与此同时,带分红策略下的风险模型也是风险理论中备受关注的问题。当然这部分也是由于模型本身所具有的现实意义所决定的。分红,即是指将公司的部分所得作为红利分发给公司所有者或股份参与者。自然,对于这些受益人而言,他们不仅关心公司目前的经济状态,更关心的是采取怎么样的分红策略才能使自己的收益以一定的折现率折现后尽可能的大,即所谓的最优分红问题。根据不同的客户要求,或者说在不同的分红限制下,最好的分红策略自然是不同的。现在比较公认的好策略有两种,一种是带分红壁的分红策略,另外一种是门槛分红策略,他们已经被证明是在相应的限制下最优的。这两种分红策略下的风险模型将在第2章和第3章讨论。另外,近来一种称为多门槛的分红策略也被引入风险模型中,并且引起了很多人的注意。多门槛策略下的马氏调节过程也在本论文的第4章进行了讨论。
基于上述的背景,我的博士毕业论文主要是致力于对一些分红模型中的Gerber-Shiu罚金函数以及期望折现分红函数进行研究。
第1章主要简介了本论文的研究背景及本毕业论文的结构和内容。
第2,3章主要研究所涉函数的边界可微性,证明了所讨论的函数在分红边界是一阶可微的。第2章中,我们讨论了在门槛分红策略下带干扰的复合Poisson模型,对这个模型的期望折现分红函数和Gerber-Shiu罚金函数进行了研究,证明了他们在分红边界的可微性,并借助积分微分方程的常规处理方法,给出了他们的表达式。
在第3章中,受Avanzi et al.(2007)中所讨论的模型的启发,我们研究了带壁分红策略下,受布朗运动干扰的对偶模型,并计算了这个模型的期望折现分红函数。以证明函数在分红边界的可微性为第一目的,然后用通常的方法对这个函数进行了求解。
在第4章中,我们先研究了一类更新的跳扩散模型,并将结论推广到了受马氏过程调节的跳扩散模型,其中跳的分布为相位分布。受Asmussen(1995)和Bladt(2005)的启发,借助于随机流的分析思路,讨论了过程的首出时问题,并用矩阵的形式对破产相关的变量进行了表示。
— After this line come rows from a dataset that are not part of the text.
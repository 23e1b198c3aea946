//! Product and inventory business logic.
//!
//! This module provides functions for creating, retrieving, and updating products,
//! together with the inventory ledger rules: atomic restocks, clamped stock
//! decrements, and the derived low-stock view. Stock adjustments are issued as
//! single UPDATE statements so concurrent restocks and sales never lose updates.
//! All functions are async and return Result types for proper error handling
//! throughout the system.

use crate::{
    entities::{Product, product},
    errors::{Error, Result},
};
use sea_orm::{QueryOrder, Set, prelude::*, sea_query::Expr};
use serde::Serialize;

/// Low-stock threshold applied when a product is created without one.
pub const DEFAULT_LOW_STOCK_THRESHOLD: i32 = 5;

/// Partial update to a product; `None` fields are left untouched.
#[derive(Debug, Clone, Default, PartialEq)]
pub struct ProductPatch {
    /// New name
    pub name: Option<String>,
    /// New description
    pub description: Option<String>,
    /// New unit price
    pub price: Option<f64>,
    /// New stock quantity. Bypasses restock/order accounting; callers that
    /// need auditable stock changes must use `restock_product`/`create_order`.
    pub stock_quantity: Option<i32>,
    /// New low-stock threshold
    pub low_stock_threshold: Option<i32>,
    /// New image URL
    pub image_url: Option<String>,
}

/// One row of the low-stock view.
#[derive(Debug, Clone, PartialEq, Eq, Serialize)]
pub struct LowStockItem {
    /// Product id
    pub id: i64,
    /// Product name
    pub name: String,
    /// Units currently in stock
    pub current_stock: i32,
    /// The product's configured threshold
    pub threshold: i32,
}

/// Retrieves all products from the database, ordered alphabetically by name.
pub async fn get_all_products(db: &DatabaseConnection) -> Result<Vec<product::Model>> {
    Product::find()
        .order_by_asc(product::Column::Name)
        .all(db)
        .await
        .map_err(Into::into)
}

/// Retrieves a specific product by its unique ID.
///
/// Returns None if the product doesn't exist, allowing callers to handle
/// missing products gracefully without throwing errors.
pub async fn get_product_by_id(
    db: &DatabaseConnection,
    product_id: i64,
) -> Result<Option<product::Model>> {
    Product::find_by_id(product_id)
        .one(db)
        .await
        .map_err(Into::into)
}

/// Creates a new product with the specified parameters, performing input validation.
///
/// The name must be non-blank, the price finite and non-negative, and the stock
/// quantity and threshold non-negative. When no threshold is supplied, the
/// default of 5 applies.
pub async fn create_product(
    db: &DatabaseConnection,
    name: String,
    description: String,
    price: f64,
    stock_quantity: i32,
    low_stock_threshold: Option<i32>,
    image_url: Option<String>,
) -> Result<product::Model> {
    // Validate inputs
    if name.trim().is_empty() {
        return Err(Error::InvalidInput {
            message: "Product name cannot be empty".to_string(),
        });
    }

    if price < 0.0 || !price.is_finite() {
        return Err(Error::InvalidAmount { amount: price });
    }

    if stock_quantity < 0 {
        return Err(Error::InvalidQuantity {
            quantity: stock_quantity,
        });
    }

    let threshold = low_stock_threshold.unwrap_or(DEFAULT_LOW_STOCK_THRESHOLD);
    if threshold < 0 {
        return Err(Error::InvalidQuantity {
            quantity: threshold,
        });
    }

    let product = product::ActiveModel {
        name: Set(name.trim().to_string()),
        description: Set(description),
        price: Set(price),
        stock_quantity: Set(stock_quantity),
        low_stock_threshold: Set(threshold),
        image_url: Set(image_url),
        created_at: Set(chrono::Utc::now().naive_utc()),
        ..Default::default()
    };
    product.insert(db).await.map_err(Into::into)
}

/// Applies an arbitrary partial update to a product.
///
/// Provided fields are validated with the same range checks as creation; the
/// rest of the row is left untouched. Direct `stock_quantity` edits through
/// this path bypass the restock/order accounting semantics.
pub async fn update_product(
    db: &DatabaseConnection,
    product_id: i64,
    patch: ProductPatch,
) -> Result<product::Model> {
    // Validate inputs before touching the store
    if let Some(name) = &patch.name {
        if name.trim().is_empty() {
            return Err(Error::InvalidInput {
                message: "Product name cannot be empty".to_string(),
            });
        }
    }

    if let Some(price) = patch.price {
        if price < 0.0 || !price.is_finite() {
            return Err(Error::InvalidAmount { amount: price });
        }
    }

    if let Some(quantity) = patch.stock_quantity {
        if quantity < 0 {
            return Err(Error::InvalidQuantity { quantity });
        }
    }

    if let Some(threshold) = patch.low_stock_threshold {
        if threshold < 0 {
            return Err(Error::InvalidQuantity {
                quantity: threshold,
            });
        }
    }

    let mut product: product::ActiveModel = Product::find_by_id(product_id)
        .one(db)
        .await?
        .ok_or(Error::ProductNotFound { id: product_id })?
        .into();

    if let Some(name) = patch.name {
        product.name = Set(name.trim().to_string());
    }
    if let Some(description) = patch.description {
        product.description = Set(description);
    }
    if let Some(price) = patch.price {
        product.price = Set(price);
    }
    if let Some(quantity) = patch.stock_quantity {
        product.stock_quantity = Set(quantity);
    }
    if let Some(threshold) = patch.low_stock_threshold {
        product.low_stock_threshold = Set(threshold);
    }
    if let Some(image_url) = patch.image_url {
        product.image_url = Set(Some(image_url));
    }

    product.update(db).await.map_err(Into::into)
}

/// Adds stock to a product by atomically incrementing its quantity.
///
/// This function performs an atomic database-level update to prevent race conditions.
/// Instead of reading the current quantity, modifying it, and writing it back (which
/// can lose updates in concurrent scenarios), this uses a single SQL UPDATE statement:
/// `UPDATE products SET stock_quantity = stock_quantity + quantity WHERE id = ?`
///
/// # Arguments
/// * `db` - Database connection or transaction
/// * `product_id` - ID of the product to restock
/// * `quantity` - Units to add, must be positive; the increase is unbounded
///
/// # Returns
/// The updated product model
pub async fn restock_product<C>(db: &C, product_id: i64, quantity: i32) -> Result<product::Model>
where
    C: ConnectionTrait,
{
    if quantity <= 0 {
        return Err(Error::InvalidQuantity { quantity });
    }

    // First verify the product exists
    let _product = Product::find_by_id(product_id)
        .one(db)
        .await?
        .ok_or(Error::ProductNotFound { id: product_id })?;

    // Perform atomic update: stock_quantity = stock_quantity + quantity
    Product::update_many()
        .col_expr(
            product::Column::StockQuantity,
            Expr::col(product::Column::StockQuantity).add(quantity),
        )
        .filter(product::Column::Id.eq(product_id))
        .exec(db)
        .await?;

    // Return the updated product
    Product::find_by_id(product_id)
        .one(db)
        .await?
        .ok_or(Error::ProductNotFound { id: product_id })
}

/// Removes stock from a product, flooring the quantity at zero.
///
/// Like [`restock_product`] this is a single UPDATE statement, but the new
/// value is wrapped in a CASE so a decrement larger than the available stock
/// drives the product to exactly 0 instead of going negative:
/// `stock_quantity = CASE WHEN stock_quantity >= qty THEN stock_quantity - qty ELSE 0 END`
///
/// Used by the order workflow for line-item fulfillment.
pub async fn deduct_stock<C>(db: &C, product_id: i64, quantity: i32) -> Result<product::Model>
where
    C: ConnectionTrait,
{
    if quantity <= 0 {
        return Err(Error::InvalidQuantity { quantity });
    }

    let _product = Product::find_by_id(product_id)
        .one(db)
        .await?
        .ok_or(Error::ProductNotFound { id: product_id })?;

    let clamped = Expr::case(
        Expr::col(product::Column::StockQuantity).gte(quantity),
        Expr::col(product::Column::StockQuantity).sub(quantity),
    )
    .finally(Expr::value(0));

    Product::update_many()
        .col_expr(product::Column::StockQuantity, clamped.into())
        .filter(product::Column::Id.eq(product_id))
        .exec(db)
        .await?;

    Product::find_by_id(product_id)
        .one(db)
        .await?
        .ok_or(Error::ProductNotFound { id: product_id })
}

/// Pure low-stock predicate: at or below the configured threshold.
#[must_use]
pub const fn is_low_stock(product: &product::Model) -> bool {
    product.stock_quantity <= product.low_stock_threshold
}

/// Returns the low-stock view, most urgent (lowest stock) first.
///
/// Recomputed from current store state on every call; there is no persisted
/// "is low stock" flag to go stale after concurrent restocks or orders.
pub async fn get_low_stock_items(db: &DatabaseConnection) -> Result<Vec<LowStockItem>> {
    let mut items: Vec<LowStockItem> = Product::find()
        .all(db)
        .await?
        .into_iter()
        .filter(is_low_stock)
        .map(|product| LowStockItem {
            id: product.id,
            name: product.name,
            current_stock: product.stock_quantity,
            threshold: product.low_stock_threshold,
        })
        .collect();

    items.sort_by_key(|item| item.current_stock);
    Ok(items)
}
比如破产时间,破产前盈余,破产赤字三者的联合分布。由于涉及矩阵形式的方程,给出了所讨论方程的可解性,以及解的唯一性。之后应用前面两章的结论,我们给出了这个模型在单门槛分红和多门槛分红策略下的期望分红函数。
Collective risk theory, considering a model of the risk business of an insurance company, has been studied for more than a century and always been a vital part of actuarial mathematics. It is well known that the classical risk model was firstly introduced by Lundberg (1903), and was later developed and made mathematically rigorous by Harald Cramer in Cramer (1930). This model, also known as the Cramér-Lundberg risk model, models the surplus of an insurance business as a compound Poisson process and has since then been studied and extended in various ways. The perturbed compound Poisson risk process of Gerber (1970) and the Sparre Andersen risk process of Andersen (1957) are the most famous extensions. Together with the generalizations of the model, there are diversified approaches and functionals introduced to study risk process. Renewal theory, Wiener-Hoff equation, It(o|^) formula, piecewise deterministic Markov processes and the martingale methods are some of the most commonly used approaches in risk theory and other disciplines. See Rolski et al. (1999) and references therein. And three most important actuarial variables, the time of ruin, the deficit at ruin, the surplus immediately before ruin, are also captured by introduction of a so-called Gerber-Shiu discounted penalty function in Gerber and Shiu (1997, 1998a) and Tsai and Willmot (2002).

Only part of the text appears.